Cherri Bomb: This is the End of Control

Cherri Bomb
This is the End of Control
Hollywood
2012-05-15

There’s yet another new hard rock band out of Los Angeles. It’s called Cherri Bomb. It’s an all girl band. And, uh, the ages of the four girls in the band are rather scandalously young as they range from 14 to 16. So you’re probably thinking to yourself, as I did, that A) this is a band of young teenaged girls, B) they’re called Cherri Bomb, so, naturally, that’s C) a reference to another teenaged all-girl rock group out of L.A. from the ‘70s. Well, according to the official Cherri Bomb bio, that’s not the case. The band name comes from a book on female empowerment the girls had read and enjoyed tremendously. Uh, sure. Tell me another whopper. And even if the group’s story is indeed true, I’m pretty sure the management types behind these young women probably don’t mind comparisons to the Runaways, for which Cherri Bomb is just an updated version. Speaking of management, the band is backed by a rather Svengali figure in the form of Samantha Maloney, the former drummer for Hole, who is banking so much on the success of Cherri Bomb that she’s put her own musical career on hold, which seems a tad bit creepy and vulture-like, if you ask me. And while the booklet that accompanied my copy of this band’s CD emphatically stated that all of the songs were performed by the band, you really have to wonder. Can music this polished and relatively virtuosic (to a certain degree) be made by girls who are barely out of puberty? Is Cherri Bomb authentic? Does it even matter? Can this music just be enjoyed on its own terms, even if it turns out that this is all Milli Vanilli-esque and a put on? Well, it depends on your point of view.
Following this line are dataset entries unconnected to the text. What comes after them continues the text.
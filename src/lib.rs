// ── Safety policy ────────────────────────────────────────────────────────────
// Unsafe code is forbidden everywhere except `platform::win32` (Win32 / COM
// FFI).  Each unsafe block in that module MUST carry a `// SAFETY:` comment.
#![deny(unsafe_code)]

//! Per-user file association for Markdown_Z.
//!
//! At startup the host calls one entry point, which registers the app as a
//! `.md` handler, checks whether the shell already uses it as the default,
//! and otherwise offers once, ever, to open the OS "Default apps" settings.
//! No failure in here reaches the host.

pub mod association;
pub mod error;
pub mod platform;
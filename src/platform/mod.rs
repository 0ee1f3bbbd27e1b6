// ── Platform bindings ─────────────────────────────────────────────────────────
//
// Concrete implementations of the association seams.  No `unsafe` lives here;
// all Win32 FFI is confined to the `win32` sub-module and never leaks outward.

pub mod headless;
pub mod json_store;

#[cfg(windows)]
pub mod win32;
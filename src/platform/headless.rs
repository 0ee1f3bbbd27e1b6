// ── Headless bindings ─────────────────────────────────────────────────────────
//
// OS-independent implementations of the UI-facing seams, used on hosts that
// have no Windows shell.  The whole state machine still runs: registration
// goes to the JSON store, the prompt is logged and declined, and every launch
// target reports `Unsupported`.

use std::{cell::RefCell, collections::VecDeque};

use log::info;

use super::json_store::JsonStore;
use crate::{
    association::{
        launcher::{AssociationUi, ShellOpener, UiLauncher},
        orchestrator::{Orchestrator, UiScheduler, UiTask},
        prompt::{Prompt, PromptText},
        AppIdentity,
    },
    error::{AssocError, Result},
};

/// FIFO of tasks, drained explicitly by the owner of the "UI loop".
#[derive(Default)]
pub struct QueueScheduler {
    queue: RefCell<VecDeque<UiTask>>,
}

impl QueueScheduler {
    pub fn pending(&self) -> usize {
        self.queue.borrow().len()
    }

    /// Run tasks until the queue is empty, including any they schedule.
    pub fn run_pending(&self) {
        // Pop before running so a task may schedule more work.
        loop {
            let next = self.queue.borrow_mut().pop_front();
            match next {
                Some(task) => task(),
                None => break,
            }
        }
    }
}

impl UiScheduler for QueueScheduler {
    fn schedule(&self, task: UiTask) -> Result<()> {
        self.queue.borrow_mut().push_back(task);
        Ok(())
    }
}

/// Logs the question and answers "No".
pub struct DeclinePrompt;

impl Prompt for DeclinePrompt {
    fn confirm(&self, text: &PromptText) -> bool {
        info!("[{}] {} -> no (headless)", text.title, text.body);
        false
    }
}

pub struct UnsupportedShell;

impl ShellOpener for UnsupportedShell {
    fn open(&self, _target: &str, _args: Option<&str>) -> Result<()> {
        Err(AssocError::Unsupported("shell execute"))
    }
}

pub struct UnsupportedAssociationUi;

impl AssociationUi for UnsupportedAssociationUi {
    fn launch_advanced_association_ui(&self, _app_name: &str) -> Result<i32> {
        Err(AssocError::Unsupported("advanced association UI"))
    }
}

/// Run the startup sequence against the JSON store.
pub fn run() -> Result<()> {
    let identity = AppIdentity::default();
    let path = JsonStore::default_path(&identity.app_name)
        .ok_or(AssocError::Unsupported("per-user config directory"))?;
    let store = JsonStore::open(path);

    let scheduler = QueueScheduler::default();
    let launcher = UiLauncher::new(Box::new(UnsupportedShell), Box::new(UnsupportedAssociationUi));
    let phases = Orchestrator::new(&identity, &store, Box::new(DeclinePrompt), launcher).run(&scheduler);
    scheduler.run_pending();

    info!("association phases: {:?}", phases.phases());
    Ok(())
}
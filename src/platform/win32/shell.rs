// ── Shell launch bindings ─────────────────────────────────────────────────────
//
// `ShellOpener` over `ShellExecuteW` and `AssociationUi` over the COM
// `IApplicationAssociationRegistrationUI` component.  Both are fire-and-forget:
// the only thing observed is whether the OS accepted the request.
//
// This is inside `platform::win32` so `unsafe` is permitted per crate policy.
// COM must already be initialised on the calling thread (see `window::run`).

#![allow(unsafe_code)]

use windows::{
    core::{w, GUID, PCWSTR},
    Win32::{
        Foundation::HWND,
        System::Com::{CoCreateInstance, CLSCTX_INPROC_SERVER},
        UI::{
            Shell::{IApplicationAssociationRegistrationUI, ShellExecuteW},
            WindowsAndMessaging::SW_SHOWNORMAL,
        },
    },
};

use super::to_wide;
use crate::{
    association::launcher::{AssociationUi, ShellOpener},
    error::{AssocError, Result},
};

/// CLSID of the ApplicationAssociationRegistrationUI coclass.
const CLSID_ASSOCIATION_UI: GUID = GUID::from_u128(0x1968106d_f3b5_44cf_890e_116fcb9ecef1);

/// `ShellExecuteW` reports success with any value greater than 32.
const SHELL_EXECUTE_OK: isize = 32;

pub struct ShellExecuteOpener;

impl ShellOpener for ShellExecuteOpener {
    fn open(&self, target: &str, args: Option<&str>) -> Result<()> {
        let file = to_wide(target);
        let params = args.map(to_wide);

        // SAFETY: `file` and `params` are null-terminated UTF-16 buffers that
        // outlive the call.  A null owner window is allowed.  ShellExecuteW
        // returns once the request is handed off; it does not wait on the
        // launched process.
        let result = unsafe {
            ShellExecuteW(
                HWND::default(),
                w!("open"),
                PCWSTR(file.as_ptr()),
                params.as_ref().map_or(PCWSTR::null(), |p| PCWSTR(p.as_ptr())),
                PCWSTR::null(),
                SW_SHOWNORMAL,
            )
        };

        let code = result.0 as isize;
        if code > SHELL_EXECUTE_OK {
            Ok(())
        } else {
            Err(AssocError::Win32 {
                function: "ShellExecuteW",
                code: code as u32,
            })
        }
    }
}

pub struct ComAssociationUi;

impl AssociationUi for ComAssociationUi {
    fn launch_advanced_association_ui(&self, app_name: &str) -> Result<i32> {
        // SAFETY: COM is initialised on this thread by `window::run`; the
        // CLSID names an in-process server shipped with Windows 7+.  Activation
        // failure comes back as an Err, never as a dangling interface.
        let ui: IApplicationAssociationRegistrationUI =
            unsafe { CoCreateInstance(&CLSID_ASSOCIATION_UI, None, CLSCTX_INPROC_SERVER) }?;

        let name = to_wide(app_name);
        // SAFETY: `name` is a null-terminated UTF-16 buffer alive for the call;
        // `ui` is a valid interface pointer released on drop.
        let status = match unsafe { ui.LaunchAdvancedAssociationUI(PCWSTR(name.as_ptr())) } {
            Ok(()) => 0,
            Err(e) => e.code().0,
        };
        Ok(status)
    }
}
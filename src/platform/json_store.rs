// ── JSON-backed registration store ────────────────────────────────────────────
//
// Persists the key/value hierarchy to `<config dir>/<app>/registry.json` on
// hosts without a registry.  Every write is flushed immediately; the file is
// small and writes happen a handful of times per startup.
// No `unsafe`: pure safe Rust + serde_json.

use std::{
    fs,
    path::{Path, PathBuf},
};

use log::debug;
use serde::{Deserialize, Serialize};

use crate::{
    association::store::{MemoryStore, RegValue, RegistrationStore, Snapshot},
    error::Result,
};

// ── On-disk format ────────────────────────────────────────────────────────────

#[derive(Serialize, Deserialize)]
struct StoreFile {
    version: u32,
    #[serde(default)]
    keys: Snapshot,
}

const STORE_VERSION: u32 = 1;

// ── JsonStore ─────────────────────────────────────────────────────────────────

pub struct JsonStore {
    path: PathBuf,
    inner: MemoryStore,
}

impl JsonStore {
    /// `<config dir>/<app_name>/registry.json`, or `None` when the platform
    /// reports no config directory.
    pub fn default_path(app_name: &str) -> Option<PathBuf> {
        let mut p = dirs::config_dir()?;
        p.push(app_name);
        p.push("registry.json");
        Some(p)
    }

    /// Load `path`.  A missing, unreadable, malformed, or wrong-version file
    /// starts an empty store that replaces it on the first write.
    pub fn open(path: impl Into<PathBuf>) -> Self {
        let path = path.into();
        let keys = load(&path).unwrap_or_default();
        Self {
            path,
            inner: MemoryStore::from_snapshot(keys),
        }
    }

    fn save(&self) -> Result<()> {
        if let Some(dir) = self.path.parent() {
            fs::create_dir_all(dir)?;
        }
        let file = StoreFile {
            version: STORE_VERSION,
            keys: self.inner.snapshot(),
        };
        let out = fs::File::create(&self.path)?;
        serde_json::to_writer_pretty(out, &file)?;
        Ok(())
    }
}

fn load(path: &Path) -> Option<Snapshot> {
    let data = fs::read(path).ok()?;
    let file: StoreFile = match serde_json::from_slice(&data) {
        Ok(f) => f,
        Err(e) => {
            debug!("ignoring malformed store {}: {e}", path.display());
            return None;
        }
    };
    (file.version == STORE_VERSION).then_some(file.keys)
}

impl RegistrationStore for JsonStore {
    fn create_key(&self, path: &str) -> Result<()> {
        self.inner.create_key(path)?;
        self.save()
    }

    fn set_value(&self, path: &str, name: &str, value: &RegValue) -> Result<()> {
        self.inner.set_value(path, name, value)?;
        self.save()
    }

    fn get_value(&self, path: &str, name: &str) -> Result<Option<RegValue>> {
        self.inner.get_value(path, name)
    }
}
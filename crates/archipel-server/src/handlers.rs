//! Endpoint handlers.
//!
//! Queries answer with plain JSON. Commands answer with the command's
//! outcome fields plus `"success": true`; a refused command answers with
//! `{"success": false, "message"}` through [`ApiError`].
//!
//! # Endpoints
//!
//! | Method | Path | Description |
//! |--------|------|-------------|
//! | `GET` | `/api/state` | Full world snapshot |
//! | `GET` | `/api/players/{id}/notifications` | Notifications, newest first |
//! | `GET` | `/api/players/{id}/notifications/unread` | Unread count (`?kind=`) |
//! | `GET` | `/api/players/{id}/transports` | Transports sent or received |
//! | `GET` | `/api/islands/{id}/sites/{resource}` | Site level, costs, donations |
//! | `POST` | `/api/join` | Log in or create an account |
//! | `POST` | `/api/cities/*` | Claim, rename, tax, windmill, cure |
//! | `POST` | `/api/buildings/*` | Build, destroy, complete instantly |
//! | `POST` | `/api/workers` | Assign workers |
//! | `POST` | `/api/sites/donate` | Donate toward a site upgrade |
//! | `POST` | `/api/transports` | Create a transport |
//! | `POST` | `/api/transports/cancel` | Cancel a transport |
//! | `POST` | `/api/research` | Unlock a research |
//! | `POST` | `/api/ships` | Buy a ship |
//! | `POST` | `/api/diamonds` | Credit diamonds |
//! | `POST` | `/api/notifications` | Send a notification |
//! | `POST` | `/api/notifications/read` | Mark notifications read |

use std::sync::Arc;

use archipel_core::Command;
use archipel_core::transport::TransportRequest;
use archipel_types::{
    BuildingKind, CityId, IslandId, NotificationKind, PlayerId, Research, Resource, TaxRate,
    TransportId, Workplace,
};
use axum::Json;
use axum::extract::{Path, Query, State};
use serde::Deserialize;
use serde_json::Value;
use uuid::Uuid;

use crate::error::ApiError;
use crate::state::AppState;

// ---------------------------------------------------------------------------
// Helpers
// ---------------------------------------------------------------------------

fn parse_uuid(s: &str) -> Result<Uuid, ApiError> {
    Uuid::parse_str(s).map_err(|e| ApiError::InvalidUuid(format!("{s}: {e}")))
}

/// Merge `"success": true` into an outcome.
fn success(outcome: Value) -> Value {
    match outcome {
        Value::Object(mut map) => {
            map.insert(String::from("success"), Value::Bool(true));
            Value::Object(map)
        }
        Value::Null => serde_json::json!({ "success": true }),
        other => serde_json::json!({ "success": true, "result": other }),
    }
}

async fn execute(state: &AppState, command: Command) -> Result<Json<Value>, ApiError> {
    let outcome = state.world.execute(command).await?;
    Ok(Json(success(serde_json::to_value(outcome)?)))
}

// ---------------------------------------------------------------------------
// Queries
// ---------------------------------------------------------------------------

/// Query parameters for the unread count endpoint.
#[derive(Debug, Deserialize)]
pub struct UnreadQuery {
    /// Only count notifications of this kind.
    pub kind: Option<NotificationKind>,
}

/// Return the full world snapshot.
pub async fn get_state(State(state): State<Arc<AppState>>) -> Result<Json<Value>, ApiError> {
    let snapshot = state.world.snapshot().await?;
    Ok(Json(serde_json::to_value(snapshot)?))
}

/// List a player's notifications, newest first.
pub async fn list_notifications(
    State(state): State<Arc<AppState>>,
    Path(id): Path<String>,
) -> Result<Json<Value>, ApiError> {
    let player = PlayerId::from(parse_uuid(&id)?);
    let notifications = state.world.notifications(player).await?;
    let unread = notifications.iter().filter(|n| !n.read).count();
    Ok(Json(serde_json::json!({
        "count": notifications.len(),
        "unread": unread,
        "notifications": notifications,
    })))
}

/// Count a player's unread notifications.
pub async fn unread_count(
    State(state): State<Arc<AppState>>,
    Path(id): Path<String>,
    Query(params): Query<UnreadQuery>,
) -> Result<Json<Value>, ApiError> {
    let player = PlayerId::from(parse_uuid(&id)?);
    let unread = state.world.unread_count(player, params.kind).await?;
    Ok(Json(serde_json::json!({ "unread": unread })))
}

/// List the transports a player sent or receives.
pub async fn list_transports(
    State(state): State<Arc<AppState>>,
    Path(id): Path<String>,
) -> Result<Json<Value>, ApiError> {
    let player = PlayerId::from(parse_uuid(&id)?);
    let transports = state.world.transports(player).await?;
    Ok(Json(serde_json::json!({
        "count": transports.len(),
        "transports": transports,
    })))
}

/// Describe a resource site.
pub async fn get_site(
    State(state): State<Arc<AppState>>,
    Path((id, resource)): Path<(String, Resource)>,
) -> Result<Json<Value>, ApiError> {
    let island = IslandId::from(parse_uuid(&id)?);
    let info = state.world.site_info(island, resource).await?;
    Ok(Json(serde_json::to_value(info)?))
}

// ---------------------------------------------------------------------------
// Commands
// ---------------------------------------------------------------------------

/// Declares a request body and the handler turning it into one command.
/// Body field names match the command's field names.
macro_rules! command_endpoint {
    (
        $(#[$meta:meta])*
        $handler:ident($request:ident) => $variant:ident {
            $( $(#[$field_meta:meta])* $field:ident : $ty:ty ),* $(,)?
        }
    ) => {
        #[doc = concat!("Body of [`", stringify!($handler), "`].")]
        #[derive(Debug, Deserialize)]
        pub struct $request {
            $( $(#[$field_meta])* pub $field: $ty, )*
        }

        $(#[$meta])*
        pub async fn $handler(
            State(state): State<Arc<AppState>>,
            Json(body): Json<$request>,
        ) -> Result<Json<Value>, ApiError> {
            let $request { $($field),* } = body;
            execute(&state, Command::$variant { $($field),* }).await
        }
    };
}

command_endpoint! {
    /// Log in, creating the account on first use.
    join(JoinRequest) => Join {
        /// Login name.
        username: String,
        /// Plaintext credential.
        credential: String,
    }
}

command_endpoint! {
    /// Take an unowned city.
    claim_city(ClaimCityRequest) => ClaimCity {
        /// Acting player.
        player: PlayerId,
        /// City to claim.
        city: CityId,
    }
}

command_endpoint! {
    /// Rename a city.
    rename_city(RenameCityRequest) => RenameCity {
        /// Acting player.
        player: PlayerId,
        /// City to rename.
        city: CityId,
        /// New name.
        name: String,
    }
}

command_endpoint! {
    /// Select a tax band (1, 2 or 3).
    set_tax_rate(TaxRateRequest) => SetTaxRate {
        /// Acting player.
        player: PlayerId,
        /// Target city.
        city: CityId,
        /// New band.
        rate: TaxRate,
    }
}

command_endpoint! {
    /// Select the windmill cereal multiplier.
    set_windmill_multiplier(WindmillRequest) => SetWindmillMultiplier {
        /// Acting player.
        player: PlayerId,
        /// Target city.
        city: CityId,
        /// Chosen multiplier.
        multiplier: u32,
    }
}

command_endpoint! {
    /// Try to cure a city's plague.
    cure_plague(CurePlagueRequest) => CurePlague {
        /// Acting player.
        player: PlayerId,
        /// Target city.
        city: CityId,
    }
}

command_endpoint! {
    /// Build a new building or upgrade the one in the slot.
    build(BuildRequest) => BuildOrUpgrade {
        /// Acting player.
        player: PlayerId,
        /// Target city.
        city: CityId,
        /// Slot index.
        slot: usize,
        /// Building kind.
        kind: BuildingKind,
    }
}

command_endpoint! {
    /// Lower or remove the building in a slot.
    destroy(DestroyRequest) => Destroy {
        /// Acting player.
        player: PlayerId,
        /// Target city.
        city: CityId,
        /// Slot index.
        slot: usize,
    }
}

command_endpoint! {
    /// Finish a nearly complete construction.
    complete_instantly(CompleteRequest) => CompleteInstantly {
        /// Acting player.
        player: PlayerId,
        /// Target city.
        city: CityId,
        /// Slot index.
        slot: usize,
    }
}

command_endpoint! {
    /// Set the workers of a site or the academy.
    assign_workers(WorkersRequest) => AssignWorkers {
        /// Acting player.
        player: PlayerId,
        /// Target city.
        city: CityId,
        /// Site or academy.
        workplace: Workplace,
        /// Requested worker count.
        count: u32,
    }
}

command_endpoint! {
    /// Donate toward a site upgrade.
    donate(DonateRequest) => Donate {
        /// Acting player.
        player: PlayerId,
        /// Donor city.
        city: CityId,
        /// Island of the site.
        island: IslandId,
        /// Resource the site yields.
        site: Resource,
        /// Resource donated.
        resource: Resource,
        /// Amount offered.
        amount: u32,
    }
}

command_endpoint! {
    /// Ship goods to another city.
    create_transport(CreateTransportRequest) => CreateTransport {
        /// Acting player.
        player: PlayerId,
        /// Shipment details, inline in the body.
        #[serde(flatten)]
        request: TransportRequest,
    }
}

command_endpoint! {
    /// Cancel a transport.
    cancel_transport(CancelTransportRequest) => CancelTransport {
        /// Acting player.
        player: PlayerId,
        /// Transport to cancel.
        id: TransportId,
    }
}

command_endpoint! {
    /// Unlock a research.
    unlock_research(ResearchRequest) => UnlockResearch {
        /// Acting player.
        player: PlayerId,
        /// Research to unlock.
        research: Research,
    }
}

command_endpoint! {
    /// Buy a ship with gold from a city.
    buy_ship(BuyShipRequest) => BuyShip {
        /// Acting player.
        player: PlayerId,
        /// City paying.
        city: CityId,
    }
}

command_endpoint! {
    /// Credit diamonds to a player.
    add_diamonds(DiamondsRequest) => AddDiamonds {
        /// Player credited.
        player: PlayerId,
        /// Diamonds added.
        amount: u64,
    }
}

command_endpoint! {
    /// Deliver a message to a player.
    notify(NotifyRequest) => Notify {
        /// Recipient.
        player: PlayerId,
        /// Category.
        kind: NotificationKind,
        /// Text.
        message: String,
    }
}

command_endpoint! {
    /// Mark every notification of a player as read.
    mark_notifications_read(MarkReadRequest) => MarkNotificationsRead {
        /// Player whose inbox is cleared.
        player: PlayerId,
    }
}

#[cfg(test)]
mod tests {
    use super::*;

    #[test]
    fn success_merges_into_objects() {
        let value = success(serde_json::json!({ "assigned": 4 }));
        assert_eq!(value, serde_json::json!({ "assigned": 4, "success": true }));
    }

    #[test]
    fn success_wraps_unit_outcomes() {
        assert_eq!(success(Value::Null), serde_json::json!({ "success": true }));
    }

    #[test]
    fn transport_body_is_flat() {
        let body = serde_json::json!({
            "player": Uuid::nil(),
            "source": Uuid::nil(),
            "destination": Uuid::nil(),
            "cargo": { "wood": 100 },
            "ships": 1,
            "loading_secs": 5,
            "travel_secs": 3,
        });
        let request: Result<CreateTransportRequest, _> = serde_json::from_value(body);
        assert!(request.is_ok_and(|r| r.request.ships == 1));
    }
}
The music of Cherri Bomb is ultimately the kind of jocular cock rock that men make, to the point where many of these songs feel as though they’re end credits music for a testosterone Hollywood blockbuster. (And, to wit, the song “Shake the Ground”, which appears on their first LP, This is the End of Control, being reviewed here, is also on the soundtrack to the mega-blockbuster superhero movie The Avengers. No joke.) The band’s debut full-length album is decent enough, with no real surprises and the odd clanger in the lyrics department here and there. (“You never see my way / Pissing on my flame / I’ll be the one left standing” from “Let It Go” is a prime candidate.) The disc is neither terrible nor brilliant, and straddles a kind of middle ground of being decent. The album does rock out, though: when “Better This Way” came on, I had to restrain myself from playing along on air guitar (seeing as though there are probably laws against this sort of thing given the ages of the young women featured here). Overall, Cherri Bomb is a pretty not bad rock band, and these gals can hold their own against the veterans of the rock scene, and male veterans at that. While the collective ages of the girls featured here might make one a bit uncomfortable because you have to wonder who this music is ultimately being marketed to (clergymen?), there’s still enough gargantuan hooks and riffs that do an admirable job of simply kicking out the jams. Whether or not Cherri Bomb is the real deal or just the product of some heavily orchestrated marketing campaign remains to be seen, and I would imagine we won’t know for sure until these girls turn legal age and strike out on their own.